→ YOUR TASK
Using the data below, determine the number of lines that include the string "RandomGridGenerator". Write only that number.

════════════════

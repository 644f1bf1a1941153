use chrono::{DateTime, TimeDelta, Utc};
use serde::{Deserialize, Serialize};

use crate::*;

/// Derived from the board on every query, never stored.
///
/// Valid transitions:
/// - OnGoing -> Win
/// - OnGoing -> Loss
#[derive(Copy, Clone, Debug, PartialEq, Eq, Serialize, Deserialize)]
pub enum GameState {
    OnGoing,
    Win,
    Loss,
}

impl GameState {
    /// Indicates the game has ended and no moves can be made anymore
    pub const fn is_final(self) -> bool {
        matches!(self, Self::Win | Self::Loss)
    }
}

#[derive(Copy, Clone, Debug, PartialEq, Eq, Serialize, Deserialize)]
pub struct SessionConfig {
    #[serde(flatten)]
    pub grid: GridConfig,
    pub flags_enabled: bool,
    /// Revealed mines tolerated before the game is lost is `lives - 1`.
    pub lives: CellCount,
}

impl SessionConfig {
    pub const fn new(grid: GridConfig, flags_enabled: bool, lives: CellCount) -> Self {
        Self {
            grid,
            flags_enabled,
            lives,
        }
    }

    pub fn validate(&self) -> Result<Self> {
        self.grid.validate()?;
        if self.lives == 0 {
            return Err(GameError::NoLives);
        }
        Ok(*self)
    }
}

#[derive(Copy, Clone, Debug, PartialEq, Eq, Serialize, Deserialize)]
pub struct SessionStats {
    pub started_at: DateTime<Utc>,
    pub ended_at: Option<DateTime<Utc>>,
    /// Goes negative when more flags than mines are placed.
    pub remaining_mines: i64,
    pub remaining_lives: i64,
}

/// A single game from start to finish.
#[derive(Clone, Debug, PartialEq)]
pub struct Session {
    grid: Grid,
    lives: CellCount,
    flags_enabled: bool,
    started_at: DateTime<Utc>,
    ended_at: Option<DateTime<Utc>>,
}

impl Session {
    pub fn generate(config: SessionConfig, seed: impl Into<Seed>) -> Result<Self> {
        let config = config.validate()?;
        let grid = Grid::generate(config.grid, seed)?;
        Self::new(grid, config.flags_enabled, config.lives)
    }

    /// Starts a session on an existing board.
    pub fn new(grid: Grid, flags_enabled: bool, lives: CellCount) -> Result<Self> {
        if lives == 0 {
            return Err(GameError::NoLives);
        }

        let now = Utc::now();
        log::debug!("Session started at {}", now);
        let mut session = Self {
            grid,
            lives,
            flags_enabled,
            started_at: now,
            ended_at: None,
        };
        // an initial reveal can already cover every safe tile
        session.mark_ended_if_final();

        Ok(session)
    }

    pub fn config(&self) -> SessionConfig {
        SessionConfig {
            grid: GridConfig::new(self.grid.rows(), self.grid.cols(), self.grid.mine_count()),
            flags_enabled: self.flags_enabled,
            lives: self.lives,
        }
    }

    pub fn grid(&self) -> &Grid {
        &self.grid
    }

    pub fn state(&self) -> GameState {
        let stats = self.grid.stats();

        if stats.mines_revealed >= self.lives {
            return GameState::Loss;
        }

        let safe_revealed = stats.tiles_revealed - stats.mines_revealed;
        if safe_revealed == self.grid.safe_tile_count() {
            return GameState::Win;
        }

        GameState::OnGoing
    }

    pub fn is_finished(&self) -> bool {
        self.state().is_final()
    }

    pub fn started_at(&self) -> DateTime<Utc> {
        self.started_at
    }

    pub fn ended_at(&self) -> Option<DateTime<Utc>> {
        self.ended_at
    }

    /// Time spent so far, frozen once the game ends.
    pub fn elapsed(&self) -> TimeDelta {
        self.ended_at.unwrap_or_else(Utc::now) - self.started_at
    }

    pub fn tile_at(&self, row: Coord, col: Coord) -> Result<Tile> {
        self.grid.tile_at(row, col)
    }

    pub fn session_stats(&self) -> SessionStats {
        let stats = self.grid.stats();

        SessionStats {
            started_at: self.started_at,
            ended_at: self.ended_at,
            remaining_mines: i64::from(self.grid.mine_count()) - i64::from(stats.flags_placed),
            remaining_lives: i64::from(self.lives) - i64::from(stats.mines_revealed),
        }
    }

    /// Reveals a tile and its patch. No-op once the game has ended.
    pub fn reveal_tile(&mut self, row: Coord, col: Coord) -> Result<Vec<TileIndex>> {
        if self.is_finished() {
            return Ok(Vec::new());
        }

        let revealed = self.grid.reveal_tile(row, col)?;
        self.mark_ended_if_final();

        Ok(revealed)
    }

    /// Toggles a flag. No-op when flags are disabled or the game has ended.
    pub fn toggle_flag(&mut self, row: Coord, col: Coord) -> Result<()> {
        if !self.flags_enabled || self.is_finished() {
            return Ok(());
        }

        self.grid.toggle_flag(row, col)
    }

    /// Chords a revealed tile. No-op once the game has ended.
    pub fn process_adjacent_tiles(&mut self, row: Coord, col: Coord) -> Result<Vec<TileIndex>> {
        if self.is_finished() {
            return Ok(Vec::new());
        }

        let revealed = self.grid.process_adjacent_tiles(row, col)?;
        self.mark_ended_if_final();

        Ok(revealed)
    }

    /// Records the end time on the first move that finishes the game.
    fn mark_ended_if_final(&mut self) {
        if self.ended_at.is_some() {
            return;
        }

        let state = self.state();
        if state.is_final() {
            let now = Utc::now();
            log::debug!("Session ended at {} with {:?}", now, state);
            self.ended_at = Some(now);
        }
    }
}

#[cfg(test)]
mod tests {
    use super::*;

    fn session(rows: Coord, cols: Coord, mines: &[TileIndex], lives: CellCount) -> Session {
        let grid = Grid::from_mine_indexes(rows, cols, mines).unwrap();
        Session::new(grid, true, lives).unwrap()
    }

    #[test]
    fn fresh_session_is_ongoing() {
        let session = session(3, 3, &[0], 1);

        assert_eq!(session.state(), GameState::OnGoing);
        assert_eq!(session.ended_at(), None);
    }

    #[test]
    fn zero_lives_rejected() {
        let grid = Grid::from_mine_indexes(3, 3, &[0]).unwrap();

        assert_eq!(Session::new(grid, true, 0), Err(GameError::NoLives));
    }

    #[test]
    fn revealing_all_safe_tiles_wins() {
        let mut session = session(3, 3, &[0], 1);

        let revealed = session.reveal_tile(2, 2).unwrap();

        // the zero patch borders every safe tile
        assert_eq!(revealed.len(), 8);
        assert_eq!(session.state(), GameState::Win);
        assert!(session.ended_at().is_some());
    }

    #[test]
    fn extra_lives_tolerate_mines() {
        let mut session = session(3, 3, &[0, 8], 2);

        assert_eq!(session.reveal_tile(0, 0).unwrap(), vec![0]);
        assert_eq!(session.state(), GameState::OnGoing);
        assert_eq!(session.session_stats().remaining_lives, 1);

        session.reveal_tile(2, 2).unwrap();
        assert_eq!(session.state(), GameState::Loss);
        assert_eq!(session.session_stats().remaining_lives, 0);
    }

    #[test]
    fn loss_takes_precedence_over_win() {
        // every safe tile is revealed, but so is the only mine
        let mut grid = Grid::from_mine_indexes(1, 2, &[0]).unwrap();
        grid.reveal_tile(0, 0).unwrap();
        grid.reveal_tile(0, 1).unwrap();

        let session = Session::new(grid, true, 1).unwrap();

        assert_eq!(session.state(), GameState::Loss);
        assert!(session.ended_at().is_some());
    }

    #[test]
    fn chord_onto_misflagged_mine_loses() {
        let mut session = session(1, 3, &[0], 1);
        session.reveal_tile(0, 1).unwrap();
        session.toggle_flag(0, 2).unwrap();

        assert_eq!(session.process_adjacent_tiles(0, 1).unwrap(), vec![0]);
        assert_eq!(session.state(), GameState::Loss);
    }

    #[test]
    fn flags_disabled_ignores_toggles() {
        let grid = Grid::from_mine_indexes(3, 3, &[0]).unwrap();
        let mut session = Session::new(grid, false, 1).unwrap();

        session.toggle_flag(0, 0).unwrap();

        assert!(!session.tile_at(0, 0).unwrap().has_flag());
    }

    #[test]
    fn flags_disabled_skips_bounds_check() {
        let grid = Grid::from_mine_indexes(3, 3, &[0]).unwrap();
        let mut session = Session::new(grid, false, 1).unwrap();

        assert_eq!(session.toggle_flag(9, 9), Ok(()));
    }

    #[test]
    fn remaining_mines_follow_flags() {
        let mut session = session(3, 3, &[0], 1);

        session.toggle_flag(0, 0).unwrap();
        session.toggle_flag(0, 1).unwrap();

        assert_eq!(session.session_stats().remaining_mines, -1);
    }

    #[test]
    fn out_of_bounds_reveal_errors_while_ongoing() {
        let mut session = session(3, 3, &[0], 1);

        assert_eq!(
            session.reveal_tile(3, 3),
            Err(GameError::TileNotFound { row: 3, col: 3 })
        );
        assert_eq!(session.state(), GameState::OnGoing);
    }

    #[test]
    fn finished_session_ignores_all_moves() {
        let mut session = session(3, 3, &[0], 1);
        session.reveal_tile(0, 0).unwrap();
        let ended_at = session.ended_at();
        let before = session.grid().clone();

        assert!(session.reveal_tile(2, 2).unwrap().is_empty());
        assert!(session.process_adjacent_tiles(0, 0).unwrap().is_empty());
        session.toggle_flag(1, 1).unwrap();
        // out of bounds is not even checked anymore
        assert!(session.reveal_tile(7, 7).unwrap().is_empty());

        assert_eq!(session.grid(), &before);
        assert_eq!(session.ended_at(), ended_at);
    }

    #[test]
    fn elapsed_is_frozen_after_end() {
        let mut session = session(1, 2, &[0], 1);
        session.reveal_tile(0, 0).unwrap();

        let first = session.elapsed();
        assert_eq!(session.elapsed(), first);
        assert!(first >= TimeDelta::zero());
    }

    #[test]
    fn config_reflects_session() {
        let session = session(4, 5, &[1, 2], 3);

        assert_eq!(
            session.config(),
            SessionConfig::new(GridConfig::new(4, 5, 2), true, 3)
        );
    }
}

════════════════

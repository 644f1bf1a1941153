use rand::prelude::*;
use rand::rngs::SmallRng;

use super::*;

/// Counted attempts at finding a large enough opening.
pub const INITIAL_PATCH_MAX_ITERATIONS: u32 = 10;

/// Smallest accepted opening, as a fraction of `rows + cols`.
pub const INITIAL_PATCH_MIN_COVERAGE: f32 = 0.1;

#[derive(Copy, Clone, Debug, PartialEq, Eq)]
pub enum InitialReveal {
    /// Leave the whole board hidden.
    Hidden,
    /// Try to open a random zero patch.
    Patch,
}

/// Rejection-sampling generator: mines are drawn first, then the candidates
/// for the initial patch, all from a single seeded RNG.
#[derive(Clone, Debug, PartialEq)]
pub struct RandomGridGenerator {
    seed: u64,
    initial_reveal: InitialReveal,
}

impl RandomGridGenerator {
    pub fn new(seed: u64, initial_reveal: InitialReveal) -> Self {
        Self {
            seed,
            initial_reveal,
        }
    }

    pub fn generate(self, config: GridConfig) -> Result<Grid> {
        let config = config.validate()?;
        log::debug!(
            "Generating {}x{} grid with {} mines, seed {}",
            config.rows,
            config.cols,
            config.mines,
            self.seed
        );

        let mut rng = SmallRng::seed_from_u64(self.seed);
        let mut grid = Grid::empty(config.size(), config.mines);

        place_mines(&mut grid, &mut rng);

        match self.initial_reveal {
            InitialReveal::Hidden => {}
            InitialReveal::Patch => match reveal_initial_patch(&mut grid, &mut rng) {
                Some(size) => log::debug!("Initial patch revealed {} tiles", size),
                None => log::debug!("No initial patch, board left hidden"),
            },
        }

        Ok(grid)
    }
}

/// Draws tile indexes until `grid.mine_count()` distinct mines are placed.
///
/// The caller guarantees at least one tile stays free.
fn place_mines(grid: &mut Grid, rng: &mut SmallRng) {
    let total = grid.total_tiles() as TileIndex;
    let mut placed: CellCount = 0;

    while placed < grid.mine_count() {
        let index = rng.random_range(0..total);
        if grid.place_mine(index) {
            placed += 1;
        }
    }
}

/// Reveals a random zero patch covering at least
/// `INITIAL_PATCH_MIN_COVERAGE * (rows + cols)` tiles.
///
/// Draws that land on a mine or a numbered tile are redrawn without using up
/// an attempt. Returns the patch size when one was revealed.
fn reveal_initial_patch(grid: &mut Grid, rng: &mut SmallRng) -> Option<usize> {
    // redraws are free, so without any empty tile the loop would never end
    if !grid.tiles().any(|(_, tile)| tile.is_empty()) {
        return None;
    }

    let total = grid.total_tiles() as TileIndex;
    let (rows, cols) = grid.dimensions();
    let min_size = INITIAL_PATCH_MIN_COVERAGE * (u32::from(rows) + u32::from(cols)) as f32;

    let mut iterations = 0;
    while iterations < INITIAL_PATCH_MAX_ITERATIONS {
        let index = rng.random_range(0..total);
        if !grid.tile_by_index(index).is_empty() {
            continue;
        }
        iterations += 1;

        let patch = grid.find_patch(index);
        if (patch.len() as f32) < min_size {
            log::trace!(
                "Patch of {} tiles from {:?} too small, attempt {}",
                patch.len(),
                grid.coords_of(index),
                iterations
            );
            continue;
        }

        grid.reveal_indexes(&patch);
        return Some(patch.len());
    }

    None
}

════════════════

→ ANSWER TO THIS PROBLEM
2